Kevin Isola, Peter Bradbury. Photo: Carol Rosegg.
Eventually, Gio delivers an aria-like speech containing a big reveal in which he discloses his most significant choice, one that has had a major impact on all three of their lives.

The Violin is about as old-fashioned, formulaic, and predictable as they come; it is straightforward naturalism without any of the fanciful, dreamlike incursions with which so many of today’s playwrights like to distract us. The ending can be surmised at least two-thirds of the way through. Given its locale, a rundown tailor shop on Avenue A (perfectly realized in Harry Feiner’s wonderfully dilapidated set), and the working class backgrounds of its characters, the play’s language is sometimes coarse. Never, though, does it rise to the level of poetic profanity on which American Buffalo’s floats. And never does it make its far-fetched dramatics convincing.
Peter Bradbury, Robert LuPone, Kevin Isola.
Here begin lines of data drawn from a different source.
use anyhow::{Context, Result, anyhow};
use bytes::Bytes;
use http_body_util::{BodyExt, Full};
use hyper::{Response, StatusCode, header};
use serde::Serialize;
use tracing::{debug, error, warn};

use shared::types::ErrorResponse;

use super::body::ResponseBody;

/// Serialize any `Serialize` type and deliver it as a JSON response.
/// This is the primary helper all handlers should use instead of
/// writing their own one-off serialization + response-building blocks.
pub fn deliver_serialized_json<T: Serialize>(
    data: &T,
    status: StatusCode,
) -> Result<Response<ResponseBody>> {
    let json = serde_json::to_string(data).context("Failed to serialize response")?;

    debug!("Delivering serialized JSON response, size: {} bytes", json.len());

    let response = Response::builder()
        .status(status)
        .header(header::CONTENT_TYPE, "application/json")
        .body(Full::new(Bytes::from(json)).boxed())
        .map_err(|e: http::Error| {
            error!("Failed to build JSON response: {}", e);
            anyhow!("Failed to build JSON response: {}", e)
        })?;

    Ok(response)
}

/// Delivers a JSON error response with the specified error code, message, and status.
pub fn deliver_error_json(
    error_code: &str,
    message: &str,
    status: StatusCode,
) -> Result<Response<ResponseBody>> {
    if status.is_server_error() {
        error!("Delivering error JSON: {} - {} ({})", status.as_u16(), error_code, message);
    } else {
        warn!("Delivering error JSON: {} - {} ({})", status.as_u16(), error_code, message);
    }

    deliver_serialized_json(&ErrorResponse::new(error_code, message), status)
}

/// Deliver an already-built [`ErrorResponse`].
pub fn deliver_error_response(
    error: &ErrorResponse,
    status: StatusCode,
) -> Result<Response<ResponseBody>> {
    deliver_error_json(&error.code, &error.message, status)
}

/// Plain-text response.
pub fn deliver_text(text: &'static str, status: StatusCode) -> Result<Response<ResponseBody>> {
    Response::builder()
        .status(status)
        .header(header::CONTENT_TYPE, "text/plain; charset=utf-8")
        .body(Full::new(Bytes::from_static(text.as_bytes())).boxed())
        .map_err(|e: http::Error| anyhow!("Failed to build text response: {}", e))
}

/// Last-resort 500 used when building any other response failed. Cannot fail.
pub fn internal_error_response() -> Response<ResponseBody> {
    let body = r#"{"status":"error","code":"INTERNAL_ERROR","message":"An internal error occurred"}"#;
    let mut response = Response::new(Full::new(Bytes::from_static(body.as_bytes())).boxed());
    *response.status_mut() = StatusCode::INTERNAL_SERVER_ERROR;
    response.headers_mut().insert(
        header::CONTENT_TYPE,
        header::HeaderValue::from_static("application/json"),
    );
    response
}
Photo: Carol Rosegg.
The characters, who look right in Michael McDonald’s costumes, are anything but consistent; Terry may be slow but uses words like "epiphany" and is quick enough to shoot off a John Wayne riposte with perfect timing. Still, there’s no way a guy like this, who doesn’t know what a tampon is and begins chewing on one he finds, could ever get a job driving a New York cab.

The occasionally eloquent Gio, capable of rattling off all the legal reasons for not carrying out the caper, is not only capable of malapropisms like calling macular degeneration “immaculate degenerate” but of making a choice that goes entirely against everything he stands for. Dramatic exigency takes precedence over dramatic honesty.
Kevin Isola, Robert LuPone, Peter Bradbury. Photo: Carol Rosegg.
Under Joseph Discher’s direction, the pacing and energy maintain attention but there are too many times that the vastly experienced actors seem to be wearing signs saying, “Look, I’m acting.” You admire their technical facility but they push too hard to be fully believable; a large part of the blame rests with the insufficiently credible characters they’re playing.
Kevin Isola, Robert LuPone. Photo: Carol Rosegg.
During the play, Terry tries playing the violin he’s found. Like his playing, Dan McCormick’s The Violin is seriously out of tune.